What you have to do
Set down exactly, from the records below, the line with "use arrow::datatypes::SchemaRef;" through the line with "impl fmt::Display for", and nothing else.

Records to use
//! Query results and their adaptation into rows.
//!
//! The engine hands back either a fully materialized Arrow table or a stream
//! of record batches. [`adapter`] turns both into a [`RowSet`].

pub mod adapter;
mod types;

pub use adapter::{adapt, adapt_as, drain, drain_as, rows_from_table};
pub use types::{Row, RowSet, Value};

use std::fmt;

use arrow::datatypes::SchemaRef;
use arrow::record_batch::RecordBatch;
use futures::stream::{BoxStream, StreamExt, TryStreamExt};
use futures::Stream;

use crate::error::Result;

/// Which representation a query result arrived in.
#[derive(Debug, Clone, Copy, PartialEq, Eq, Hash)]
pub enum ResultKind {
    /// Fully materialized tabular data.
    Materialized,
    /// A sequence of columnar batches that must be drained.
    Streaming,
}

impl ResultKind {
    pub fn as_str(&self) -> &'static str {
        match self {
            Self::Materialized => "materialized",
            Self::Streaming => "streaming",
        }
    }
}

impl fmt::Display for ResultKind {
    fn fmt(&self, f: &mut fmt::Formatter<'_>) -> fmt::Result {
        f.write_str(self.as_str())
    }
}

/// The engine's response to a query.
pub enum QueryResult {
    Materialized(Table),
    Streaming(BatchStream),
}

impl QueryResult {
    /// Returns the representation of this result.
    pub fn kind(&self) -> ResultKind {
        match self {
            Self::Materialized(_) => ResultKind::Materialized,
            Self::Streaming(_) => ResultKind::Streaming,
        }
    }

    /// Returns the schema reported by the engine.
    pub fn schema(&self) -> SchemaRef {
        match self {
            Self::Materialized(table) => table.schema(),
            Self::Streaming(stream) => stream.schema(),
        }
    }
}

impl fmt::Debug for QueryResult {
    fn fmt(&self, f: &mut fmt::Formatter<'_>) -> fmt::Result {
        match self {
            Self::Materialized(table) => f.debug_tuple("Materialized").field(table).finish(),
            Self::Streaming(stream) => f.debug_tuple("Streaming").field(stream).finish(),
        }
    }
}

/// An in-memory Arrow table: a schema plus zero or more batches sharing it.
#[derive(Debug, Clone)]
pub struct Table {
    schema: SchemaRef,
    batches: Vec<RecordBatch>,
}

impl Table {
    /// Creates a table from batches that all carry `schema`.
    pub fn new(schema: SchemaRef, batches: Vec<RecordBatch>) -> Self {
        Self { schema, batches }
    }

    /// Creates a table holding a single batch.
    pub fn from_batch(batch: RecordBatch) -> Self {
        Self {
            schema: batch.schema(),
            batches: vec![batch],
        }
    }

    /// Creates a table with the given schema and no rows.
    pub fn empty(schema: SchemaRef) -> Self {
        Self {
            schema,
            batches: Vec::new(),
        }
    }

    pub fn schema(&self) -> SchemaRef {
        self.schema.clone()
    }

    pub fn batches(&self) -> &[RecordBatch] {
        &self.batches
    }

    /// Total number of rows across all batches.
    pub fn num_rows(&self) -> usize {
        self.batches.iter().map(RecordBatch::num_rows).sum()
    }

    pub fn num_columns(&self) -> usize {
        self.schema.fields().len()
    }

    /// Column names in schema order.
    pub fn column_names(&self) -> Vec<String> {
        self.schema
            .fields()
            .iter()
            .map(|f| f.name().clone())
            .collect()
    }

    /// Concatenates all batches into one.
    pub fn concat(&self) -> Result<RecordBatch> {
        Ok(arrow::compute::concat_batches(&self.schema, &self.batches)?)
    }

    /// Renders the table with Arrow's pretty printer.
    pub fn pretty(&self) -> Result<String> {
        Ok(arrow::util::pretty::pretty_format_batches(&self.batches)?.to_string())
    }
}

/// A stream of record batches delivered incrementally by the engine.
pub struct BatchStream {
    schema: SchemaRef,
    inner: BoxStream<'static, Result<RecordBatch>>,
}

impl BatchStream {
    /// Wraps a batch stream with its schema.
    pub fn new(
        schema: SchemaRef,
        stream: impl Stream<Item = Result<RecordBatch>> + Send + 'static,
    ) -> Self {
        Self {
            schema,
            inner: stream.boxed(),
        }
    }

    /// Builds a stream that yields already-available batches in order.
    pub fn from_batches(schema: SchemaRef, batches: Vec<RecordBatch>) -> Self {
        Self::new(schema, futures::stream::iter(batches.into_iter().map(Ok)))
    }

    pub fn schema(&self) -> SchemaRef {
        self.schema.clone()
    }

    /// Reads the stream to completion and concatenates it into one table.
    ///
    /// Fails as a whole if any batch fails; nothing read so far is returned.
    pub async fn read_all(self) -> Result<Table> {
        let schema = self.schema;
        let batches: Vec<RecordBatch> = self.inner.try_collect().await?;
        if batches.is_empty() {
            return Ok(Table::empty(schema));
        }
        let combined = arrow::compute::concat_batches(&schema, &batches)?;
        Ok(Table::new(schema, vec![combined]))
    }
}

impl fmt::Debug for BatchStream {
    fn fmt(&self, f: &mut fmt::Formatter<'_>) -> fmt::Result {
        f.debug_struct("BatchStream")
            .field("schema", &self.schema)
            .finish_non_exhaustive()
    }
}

Output below
use arrow::datatypes::SchemaRef;
use arrow::record_batch::RecordBatch;
use futures::stream::{BoxStream, StreamExt, TryStreamExt};
use futures::Stream;

use crate::error::Result;

/// Which representation a query result arrived in.
#[derive(Debug, Clone, Copy, PartialEq, Eq, Hash)]
pub enum ResultKind {
    /// Fully materialized tabular data.
    Materialized,
    /// A sequence of columnar batches that must be drained.
    Streaming,
}

impl ResultKind {
    pub fn as_str(&self) -> &'static str {
        match self {
            Self::Materialized => "materialized",
            Self::Streaming => "streaming",
        }
    }
}

impl fmt::Display for ResultKind {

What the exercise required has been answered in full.